Dr E: [00:28:13] And it’s like he can not miss something that he doesn’t know, and when he’s old enough, –I’ve said this repeatedly, actually, in the podcast– when he’s old enough to understand the effect that certain foods have on him. We’ll let him try it. Listen, you want to try Coke? Go ahead. Try it and see how you feel with it. You want to try eating some birthday cake, try it and see how you feel afterwards. But we’re not going to start exposing him to all these things before he’s even aware of or being able to put two and two together. And you should see a lot of the times we even have trouble deciding whether we want to leave him with family members because we don’t know if they’re going to feed him stuff behind our backs. And we know that they don’t do it because they want to be mean. But we really don’t know if somebody is there just sabotaging them, wanting to be overly nice. And I think this is a big problem in our society.

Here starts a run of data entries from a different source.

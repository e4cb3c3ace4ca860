//! Error types and result alias for the crate.
//!
//! [`enum@crate::error::Error`] covers problems the caller has to fix before a
//! scatter can run: invalid configuration, missing inputs, and an empty outcome.
//! Failures at individual grid nodes never surface here; the sampler skips them
//! and counts them in [`crate::sampling::SampleStats`].
use thiserror::Error;

pub type Result<T> = std::result::Result<T, Error>;

#[non_exhaustive]
#[derive(Debug, Error)]
pub enum Error {
    #[error("invalid configuration: {0}")]
    InvalidConfig(String),

    #[error("at least one density range is required")]
    EmptyRanges,

    #[error("invalid density range #{index}: {reason}")]
    InvalidRange { index: usize, reason: String },

    #[error("polygon source contains no polygons")]
    NoPolygons,

    #[error("raster '{name}' has no pixels")]
    EmptyRaster { name: String },

    #[error("no coordinate transform from '{from}' to '{to}' configured")]
    MissingTransform { from: String, to: String },

    #[error("no points were generated; check that the polygon and raster overlap")]
    NoPointsGenerated,

    #[error("{0}")]
    Other(String),
}

impl From<String> for Error {
    fn from(value: String) -> Self {
        Error::Other(value)
    }
}

impl From<&str> for Error {
    fn from(value: &str) -> Self {
        Error::Other(value.to_owned())
    }
}
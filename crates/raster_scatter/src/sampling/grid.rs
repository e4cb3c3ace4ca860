//! Grid walk over polygons with raster-driven point placement.
use glam::DVec2;
use rand::RngCore;
use tracing::{debug, warn};

use crate::density::DensityRanges;
use crate::geometry::Polygon;
use crate::sampling::{jitter, should_place, SampleStats, SamplerLimits};
use crate::scatter::events::{EventSink, ScatterEvent, ScatterEventKind, SkipReason};
use crate::source::{CoordinateTransformer, PolygonSource, RasterSource};

/// Points produced by a sampler run together with its counters.
#[derive(Debug, Clone, Default)]
pub struct SampleOutput {
    /// Accepted points in generation order, in the polygon source's reference system.
    pub points: Vec<DVec2>,
    pub stats: SampleStats,
}

/// Grid step for `raster`: the finer native pixel size times `width_factor`.
///
/// Returns `None` when the raster has no pixels, a non-positive or non-finite
/// resolution, or the resulting step is not a positive finite number.
pub fn cell_size_for(raster: &dyn RasterSource, width_factor: f64) -> Option<f64> {
    let (width, height) = (raster.width(), raster.height());
    if width == 0 || height == 0 {
        return None;
    }
    let extent = raster.extent();
    let x_res = extent.width() / width as f64;
    let y_res = extent.height() / height as f64;
    if !(x_res.is_finite() && y_res.is_finite() && x_res > 0.0 && y_res > 0.0) {
        return None;
    }
    let cell = x_res.min(y_res) * width_factor;
    (cell.is_finite() && cell > 0.0).then_some(cell)
}

/// Scatters points inside polygons at a density looked up from a raster.
#[derive(Debug, Clone)]
pub struct GridSampler {
    /// Grid step as a multiple of the raster's native pixel size.
    pub raster_points_per_sample_width: f64,
    pub limits: SamplerLimits,
}

impl GridSampler {
    pub fn new(raster_points_per_sample_width: f64) -> Self {
        Self {
            raster_points_per_sample_width,
            limits: SamplerLimits::default(),
        }
    }

    pub fn with_limits(mut self, limits: SamplerLimits) -> Self {
        self.limits = limits;
        self
    }

    /// Sample every polygon of `polygons` against `raster`.
    ///
    /// `transformer` maps polygon coordinates into the raster's reference
    /// system. It is required when the two sources report different CRS;
    /// without it nothing is sampled. Invalid raster geometry also yields an
    /// empty result rather than an error.
    pub fn sample(
        &self,
        polygons: &dyn PolygonSource,
        raster: &dyn RasterSource,
        ranges: &DensityRanges,
        transformer: Option<&dyn CoordinateTransformer>,
        rng: &mut dyn RngCore,
        sink: &mut dyn EventSink,
    ) -> SampleOutput {
        let mut out = SampleOutput::default();

        let Some(cell_size) = cell_size_for(raster, self.raster_points_per_sample_width) else {
            warn!(
                "Raster '{}' has an unusable resolution ({}x{} px); no points sampled.",
                raster.name(),
                raster.width(),
                raster.height()
            );
            warning(sink, raster.name(), "raster resolution is not usable");
            return out;
        };

        let transformer = if polygons.crs() == raster.crs() {
            None
        } else if let Some(t) = transformer {
            Some(t)
        } else {
            warn!(
                "No transform from '{}' to '{}'; no points sampled.",
                polygons.crs(),
                raster.crs()
            );
            warning(sink, raster.name(), "missing coordinate transform");
            return out;
        };

        if sink.wants(ScatterEventKind::RunStarted) {
            sink.send(ScatterEvent::RunStarted {
                cell_size,
                polygons: polygons.name().to_owned(),
                raster: raster.name().to_owned(),
            });
        }

        let ctx = WalkContext {
            raster,
            ranges,
            transformer,
            cell_size,
            limits: &self.limits,
        };
        for (index, polygon) in polygons.polygons().enumerate() {
            let before = out.points.len();
            walk_polygon(index, polygon, &ctx, rng, sink, &mut out);
            if sink.wants(ScatterEventKind::PolygonFinished) {
                sink.send(ScatterEvent::PolygonFinished {
                    index,
                    points: out.points.len() - before,
                });
            }
        }

        if sink.wants(ScatterEventKind::RunFinished) {
            sink.send(ScatterEvent::RunFinished {
                points: out.points.len(),
                stats: out.stats,
            });
        }
        out
    }
}

struct WalkContext<'a> {
    raster: &'a dyn RasterSource,
    ranges: &'a DensityRanges,
    transformer: Option<&'a dyn CoordinateTransformer>,
    cell_size: f64,
    limits: &'a SamplerLimits,
}

fn warning(sink: &mut dyn EventSink, raster: &str, message: &str) {
    if sink.wants(ScatterEventKind::Warning) {
        sink.send(ScatterEvent::Warning {
            context: format!("raster:{raster}"),
            message: message.into(),
        });
    }
}

fn skip(index: usize, reason: SkipReason, sink: &mut dyn EventSink, stats: &mut SampleStats) {
    debug!("Polygon {} skipped: {:?}.", index, reason);
    stats.polygons_skipped += 1;
    if sink.wants(ScatterEventKind::PolygonSkipped) {
        sink.send(ScatterEvent::PolygonSkipped { index, reason });
    }
}

fn walk_polygon(
    index: usize,
    polygon: &Polygon,
    ctx: &WalkContext<'_>,
    rng: &mut dyn RngCore,
    sink: &mut dyn EventSink,
    out: &mut SampleOutput,
) {
    let Some(bounds) = polygon.bounds() else {
        skip(index, SkipReason::Empty, sink, &mut out.stats);
        return;
    };
    if bounds.is_degenerate() {
        skip(index, SkipReason::DegenerateBounds, sink, &mut out.stats);
        return;
    }

    let cell = ctx.cell_size;
    let estimated = (bounds.width() / cell) * (bounds.height() / cell);
    if !(estimated <= ctx.limits.max_estimated_cells) {
        skip(
            index,
            SkipReason::TooManyCells { estimated },
            sink,
            &mut out.stats,
        );
        return;
    }
    if sink.wants(ScatterEventKind::PolygonStarted) {
        sink.send(ScatterEvent::PolygonStarted {
            index,
            estimated_cells: estimated,
        });
    }

    let max_iterations = (estimated as usize).saturating_add(ctx.limits.iteration_slack);
    let mut iterations = 0usize;

    // Node coordinates are derived from integer steps so the walk does not
    // accumulate rounding error; both bounding box edges are included.
    let mut ix = 0u64;
    'walk: loop {
        let x = bounds.min.x + ix as f64 * cell;
        if x > bounds.max.x {
            break;
        }
        let mut iy = 0u64;
        loop {
            let y = bounds.min.y + iy as f64 * cell;
            if y > bounds.max.y {
                break;
            }
            if iterations >= max_iterations {
                debug!("Polygon {} stopped after {} iterations.", index, iterations);
                out.stats.polygons_truncated += 1;
                if sink.wants(ScatterEventKind::PolygonTruncated) {
                    sink.send(ScatterEvent::PolygonTruncated { index, iterations });
                }
                break 'walk;
            }
            iterations += 1;
            visit_node(DVec2::new(x, y), polygon, ctx, rng, out);
            iy += 1;
        }
        ix += 1;
    }
}

fn visit_node(
    node: DVec2,
    polygon: &Polygon,
    ctx: &WalkContext<'_>,
    rng: &mut dyn RngCore,
    out: &mut SampleOutput,
) {
    let stats = &mut out.stats;
    stats.nodes_visited += 1;
    if !polygon.contains(node) {
        return;
    }
    stats.nodes_inside += 1;

    let raster_point = match ctx.transformer {
        Some(t) => match t.transform(node.into()) {
            Ok(p) => DVec2::from(p),
            Err(_) => {
                stats.nodes_transform_failed += 1;
                return;
            }
        },
        None => node,
    };

    let Some(value) = ctx.raster.value_at(raster_point) else {
        stats.nodes_without_value += 1;
        return;
    };

    let Some(range) = ctx.ranges.classify(value) else {
        stats.nodes_unmatched += 1;
        return;
    };

    let rate = range.points_per_cell;
    let half = ctx.cell_size * 0.5;
    if rate >= 1.0 {
        let count = rate.trunc();
        if !(count.is_finite() && count <= ctx.limits.max_points_per_cell as f64) {
            stats.nodes_over_limit += 1;
            return;
        }
        for _ in 0..count as usize {
            place_jittered(node, half, polygon, rng, out);
        }
    } else if should_place(rate, rng) {
        place_jittered(node, half, polygon, rng, out);
    }
}

/// Offset `node` by an independent uniform jitter per axis and keep the
/// result only if it is still inside the polygon.
fn place_jittered(
    node: DVec2,
    half: f64,
    polygon: &Polygon,
    rng: &mut dyn RngCore,
    out: &mut SampleOutput,
) {
    let dx = jitter(rng, half);
    let dy = jitter(rng, half);
    let p = node + DVec2::new(dx, dy);
    if polygon.contains(p) {
        out.points.push(p);
    } else {
        out.stats.points_rejected += 1;
    }
}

Emily Boller: [00:29:01] Yes. And, you know, people think you’re extreme, unfortunately, eating chemicals and sugar and foods that, like you say, aren’t even really food. That’s normal now. Eating out of a garden is considered abnormal. You’re abnormal if you eat lots of vegetables and fruits and things with nutrients in it. And so I think that’s the mentality that we’ve got to shift that feeding our bodies to create health within our bodies, that is normal. Eating food that’s made with chemicals and processed and high sugar. That’s not normal. And I commend you so much for doing that with your little boy. Because Dr. Furham, he has a story. His little son, I think, was like four or five. It’s like a PTA meeting. And right in his eye level was a tray of chocolate chip cookies. And he never had a chocolate chip cookie before. And he reached out when his mom was talking to another parent. He reached up and took a cookie and he took a bite out of that cookie and he spit it out of his mouth. He didn’t like it, you know, and it’s like we’ve been trained to be addicted to this stuff, not your son. But most of Americans have been trained. And so that’s so foreign. If you go to a bus stop and all the parents at that bus stop are smoking cigarettes, the child’s going to think, well, that’s normal, everybody smokes cigarettes. And so, you know, because all the adults are eating all this junk food. Well, of course, it’s normal to eat chips and cookies and Big Macs and all that. It’s normal.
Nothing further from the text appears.